2. **Identify the canonical block** — the most complete/up-to-date one:
- For `## Recent Articles`: the block with the highest article count (e.g. "37 daily + 15 explainers" > "35 daily + 14 explainers"). If counts are equal, keep the first (most recently prepended).
- For `## Skills Built`: the block with the highest skill count (e.g. "31 since 3/24" > "29 since 3/24").
- For other sections: keep the first block (most recent since reflect prepends).
3. **Check if any non-canonical blocks contain unique information** not in the canonical block. If so, fold that unique info into the canonical block before dropping the duplicate.
4. **Rewrite the section** to contain only the canonical block.
For each **duplicate heading** (same `## ` heading with 2+ spans):
1. **Collect all content blocks** from all spans of that heading.
2. **Pick the canonical span:**
- `## Skills Built` / `## Recent Articles`: the span whose content carries the highest count (e.g. "43 since 3/24" > "40 since 3/24").
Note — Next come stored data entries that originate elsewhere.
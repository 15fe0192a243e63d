//! API route modules
//!
//! # Structure
//!
//! - [`health`] - liveness check
//! - [`dashboard`] - dashboard snapshot endpoint
//! - [`reports`] - sales / comparison / ROI report endpoints

pub mod dashboard;
pub mod health;
pub mod reports;

use axum::Router;

use crate::core::ServerState;

// Re-export common types for handlers
pub use shared::{AppError, AppResult};

pub fn router() -> Router<ServerState> {
    Router::new()
        .merge(health::router())
        .merge(dashboard::router())
        .merge(reports::router())
}
use report_server::{Config, Server, ServerState, setup_environment};

#[tokio::main]
async fn main() -> Result<(), Box<dyn std::error::Error>> {
    // 1. Environment (dotenv, logging)
    setup_environment();

    tracing::info!("PC report server starting...");

    // 2. Load configuration
    let config = Config::from_env();

    // 3. Initialize server state (record sources, report service)
    let state = ServerState::initialize(&config);

    // 4. Start the HTTP server
    let server = Server::with_state(config, state);

    if let Err(e) = server.run().await {
        tracing::error!("Server error: {}", e);
        return Err(e);
    }

    Ok(())
}
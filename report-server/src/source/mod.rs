//! Record sources
//!
//! The engine never talks to storage directly: it asks a [`RecordSource`]
//! for a snapshot of matching rows. The primary source is the record
//! store's HTTP API; when it is unreachable the [`FallbackChain`] degrades
//! to the historical event log — lower fidelity (no unit labels), but the
//! report still renders. Only when both sources fail does the request
//! surface a retryable error.

mod event_log;
mod http_store;
mod memory;

use std::sync::Arc;

use async_trait::async_trait;
use shared::models::report::DataFidelity;
use shared::models::{AttendanceRecord, SalesRecord};
use shared::{AppError, AppResult};

pub use event_log::EventLogSource;
pub use http_store::HttpRecordStore;
pub use memory::MemorySource;

/// Server-side filter pushed down to the source
#[derive(Debug, Clone, Default)]
pub struct FetchQuery {
    /// Inclusive lower bound (Unix millis)
    pub start_ms: i64,
    /// Exclusive upper bound (Unix millis)
    pub end_ms: i64,
    pub store: Option<String>,
    pub employee: Option<String>,
}

impl FetchQuery {
    pub fn matches_window(&self, ts: i64) -> bool {
        ts >= self.start_ms && ts < self.end_ms
    }

    pub fn matches_names(&self, store: &str, employee: &str) -> bool {
        let store_ok = self
            .store
            .as_ref()
            .is_none_or(|wanted| wanted.to_lowercase() == store.to_lowercase());
        let employee_ok = self
            .employee
            .as_ref()
            .is_none_or(|wanted| wanted.to_lowercase() == employee.to_lowercase());
        store_ok && employee_ok
    }
}

/// One provider of raw event rows
#[async_trait]
pub trait RecordSource: Send + Sync {
    /// Short name for logs
    fn name(&self) -> &'static str;

    /// Declared capability of this source
    fn fidelity(&self) -> DataFidelity;

    async fn fetch_sales(&self, query: &FetchQuery) -> AppResult<Vec<SalesRecord>>;

    async fn fetch_attendance(&self, query: &FetchQuery) -> AppResult<Vec<AttendanceRecord>>;
}

/// Immutable per-request snapshot, tagged with the fidelity that served it
#[derive(Debug, Clone)]
pub struct Snapshot {
    pub sales: Vec<SalesRecord>,
    pub attendance: Vec<AttendanceRecord>,
    pub fidelity: DataFidelity,
}

/// Primary source with a declared lower-fidelity fallback
pub struct FallbackChain {
    primary: Arc<dyn RecordSource>,
    secondary: Arc<dyn RecordSource>,
}

impl FallbackChain {
    pub fn new(primary: Arc<dyn RecordSource>, secondary: Arc<dyn RecordSource>) -> Self {
        Self { primary, secondary }
    }

    /// Fetch a snapshot, falling back on primary failure
    pub async fn snapshot(&self, query: &FetchQuery) -> AppResult<Snapshot> {
        match self.fetch_from(self.primary.as_ref(), query).await {
            Ok(snapshot) => Ok(snapshot),
            Err(primary_err) => {
                tracing::warn!(
                    source = self.primary.name(),
                    error = %primary_err,
                    "Primary record source failed, falling back"
                );
                self.fetch_from(self.secondary.as_ref(), query)
                    .await
                    .map_err(|secondary_err| {
                        AppError::upstream(format!(
                            "{}: {primary_err}; {}: {secondary_err}",
                            self.primary.name(),
                            self.secondary.name(),
                        ))
                    })
            }
        }
    }

    async fn fetch_from(&self, source: &dyn RecordSource, query: &FetchQuery) -> AppResult<Snapshot> {
        let sales = source.fetch_sales(query).await?;
        let attendance = source.fetch_attendance(query).await?;
        Ok(Snapshot {
            sales,
            attendance,
            fidelity: source.fidelity(),
        })
    }
}
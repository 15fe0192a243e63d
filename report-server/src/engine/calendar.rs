//! Business-timezone calendar
//!
//! All instant ↔ civil conversions go through one [`Calendar`] carrying the
//! configured business zone, so handlers and the engine never touch raw
//! timezone math. Conversions use chrono's bidirectional local-time API;
//! DST gaps resolve to the later valid instant, falling back to UTC when
//! the zone has no valid mapping at all.

use chrono::{DateTime, Datelike, Duration, NaiveDate, Timelike, Utc};
use chrono_tz::Tz;

/// Civil (zone-local) date-time parts of an instant
#[derive(Debug, Clone, Copy, PartialEq, Eq)]
pub struct CivilParts {
    pub year: i32,
    pub month: u32,
    pub day: u32,
    pub hour: u32,
    pub minute: u32,
    pub second: u32,
}

/// Zone-aware calendar for bucketing and boundary computation
#[derive(Debug, Clone, Copy)]
pub struct Calendar {
    tz: Tz,
}

impl Calendar {
    pub fn new(tz: Tz) -> Self {
        Self { tz }
    }

    pub fn tz(&self) -> Tz {
        self.tz
    }

    /// Civil parts of an instant in the business zone
    pub fn zoned_parts(&self, ms: i64) -> CivilParts {
        let dt = DateTime::from_timestamp_millis(ms)
            .unwrap_or(DateTime::UNIX_EPOCH)
            .with_timezone(&self.tz);
        CivilParts {
            year: dt.year(),
            month: dt.month(),
            day: dt.day(),
            hour: dt.hour(),
            minute: dt.minute(),
            second: dt.second(),
        }
    }

    /// Zone-local calendar date of an instant
    pub fn local_date(&self, ms: i64) -> NaiveDate {
        DateTime::from_timestamp_millis(ms)
            .unwrap_or(DateTime::UNIX_EPOCH)
            .with_timezone(&self.tz)
            .date_naive()
    }

    /// Zone-local minutes since midnight, for time-of-day filtering
    pub fn minutes_of_day(&self, ms: i64) -> u32 {
        let parts = self.zoned_parts(ms);
        parts.hour * 60 + parts.minute
    }

    /// `YYYY-MM-DD` key of an instant
    pub fn day_key_of(&self, ms: i64) -> String {
        Self::day_key(self.local_date(ms))
    }

    /// `YYYY-MM-DD` key of a date
    pub fn day_key(date: NaiveDate) -> String {
        date.format("%Y-%m-%d").to_string()
    }

    /// `YYYY-MM` key of a date
    pub fn month_key(date: NaiveDate) -> String {
        date.format("%Y-%m").to_string()
    }

    /// `YYYY-Qn` key of a date
    pub fn quarter_key(date: NaiveDate) -> String {
        format!("{}-Q{}", date.year(), (date.month() - 1) / 3 + 1)
    }

    /// `YYYY` key of a date
    pub fn year_key(date: NaiveDate) -> String {
        date.format("%Y").to_string()
    }

    /// Instant (Unix millis) whose zoned civil parts equal the given
    /// date + time-of-day. DST gap: resolves to the later valid local
    /// time; if the zone yields nothing, falls back to UTC.
    pub fn zoned_instant(&self, date: NaiveDate, hour: u32, min: u32, sec: u32) -> i64 {
        let naive = date
            .and_hms_opt(hour, min, sec)
            .unwrap_or_else(|| date.and_time(chrono::NaiveTime::MIN));
        naive
            .and_local_timezone(self.tz)
            .latest()
            .map(|dt| dt.timestamp_millis())
            .unwrap_or_else(|| naive.and_utc().timestamp_millis())
    }

    /// Start of a calendar day (00:00:00) as Unix millis
    pub fn day_start_ms(&self, date: NaiveDate) -> i64 {
        self.zoned_instant(date, 0, 0, 0)
    }

    /// Exclusive end of a calendar day: start of the following day
    pub fn day_end_ms(&self, date: NaiveDate) -> i64 {
        let next = date.succ_opt().unwrap_or(date);
        self.day_start_ms(next)
    }

    /// Current date in the business zone
    pub fn today(&self) -> NaiveDate {
        Utc::now().with_timezone(&self.tz).date_naive()
    }

    // ========== Period boundaries (all dates, start inclusive / end exclusive) ==========

    /// Monday of the week containing `date`
    pub fn start_of_week(date: NaiveDate) -> NaiveDate {
        let back = date.weekday().num_days_from_monday() as i64;
        date - Duration::days(back)
    }

    /// Monday of the following week
    pub fn end_of_week(date: NaiveDate) -> NaiveDate {
        Self::start_of_week(date) + Duration::days(7)
    }

    /// First day of the month containing `date`
    pub fn start_of_month(date: NaiveDate) -> NaiveDate {
        date.with_day(1).unwrap_or(date)
    }

    /// First day of the following month
    pub fn end_of_month(date: NaiveDate) -> NaiveDate {
        let (year, month) = if date.month() == 12 {
            (date.year() + 1, 1)
        } else {
            (date.year(), date.month() + 1)
        };
        NaiveDate::from_ymd_opt(year, month, 1).unwrap_or(date)
    }

    /// January 1st of the year containing `date`
    pub fn start_of_year(date: NaiveDate) -> NaiveDate {
        NaiveDate::from_ymd_opt(date.year(), 1, 1).unwrap_or(date)
    }

    /// January 1st of the following year
    pub fn end_of_year(date: NaiveDate) -> NaiveDate {
        NaiveDate::from_ymd_opt(date.year() + 1, 1, 1).unwrap_or(date)
    }

    /// First day of the month `n` months before the month containing
    /// `anchor` (n = 0 is the anchor month itself)
    pub fn months_back(anchor: NaiveDate, n: u32) -> NaiveDate {
        let total = anchor.year() * 12 + anchor.month() as i32 - 1 - n as i32;
        let year = total.div_euclid(12);
        let month = total.rem_euclid(12) as u32 + 1;
        NaiveDate::from_ymd_opt(year, month, 1).unwrap_or(anchor)
    }
}
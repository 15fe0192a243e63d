//! Shared types for the PC reporting backend
//!
//! # Modules
//!
//! - **models** (`models`): event records, unit categories, report shapes
//! - **error** (`error`): unified `AppError` / `AppResponse` types
//!
//! These types sit on the wire between the record store, the reporting
//! engine and the request layer, so everything here is serde-serializable
//! and free of engine logic.

pub mod error;
pub mod models;

pub use error::{AppError, AppResponse, AppResult};
pub use models::{
    AggregationCell, AttendanceRecord, AttendanceStatus, DateRange, EventRecord, SalesRecord,
    UnitCategory,
};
Parse the leading number.
- `## Issue Tracker`: the span mentioning the most resolved issues; most content lines on a tie.
- `## Known Follow-ups` (and other intentionally multi-line sections): don't pick — concatenate unique lines from all spans into one block.
- All other headings: keep the **first** span (most recently prepended, since reflect/memory-flush prepend).
3. **Fold unique information** from non-canonical spans into the canonical block before dropping them.
4. **Rewrite** so the heading appears exactly once, at the first span's position.
Preserve exact markdown formatting, indentation, and bolding from the canonical block.
Do NOT rewrite the entire MEMORY.md — use targeted section replacement. Write the updated file back using the Write tool.
### 5. Run topic-pointer dedupe
After any structural rewrite, also run:
```bash
./scripts/memory-dedupe --fix
```
Belt-and-suspenders: structural rewrites can occasionally re-expose pointer dupes. Idempotent — no-op if already clean.
### 6. Format notification
Write to `.pending-notify-temp/mem-struct-dedupe-${today}.md`, then send:
```
./notify -f .pending-notify-temp/mem-struct-dedupe-${today}.md
```
Message format (only sent if drift was detected and fixed):
```
memory structural dedupe — ${today}
${N} section(s) collapsed:
${forEach flagged section}
- ${section_heading}: ${old_count} blocks → 1 canonical
dropped: ${dropped_block_preview}
${end}
${forEach duplicate heading}
- ${heading}: ${span_count} duplicate headings → 1
${end}
MEMORY.md: ${old_line_count} → ${new_line_count} lines
```
No notification if clean.
### 7. Log to memory
Append to `memory/logs/${today}.md`:
```markdown
## Memory Structural Dedupe
- **Sections checked:** ${list of sections checked}
- **Sections fixed:** ${list of fixed sections or "none"}
- **Duplicate headings fixed:** ${list of merged headings or "none"}
- **Lines removed:** ${count or 0}
- **Pointer dedupe:** ran post-fix / skipped (clean input)
- MEMORY_STRUCTURAL_DEDUPE_OK
```
(Use `MEMORY_STRUCTURAL_DEDUPE_OK` in all cases — it marks the skill ran successfully, not that zero drift was found.)
## Sandbox Note
Reads and writes only local files (`memory/MEMORY.md`, `memory/logs/`). Calls `./scripts/memory-dedupe --fix` as a local shell command. No external network calls. No prefetch/postprocess needed.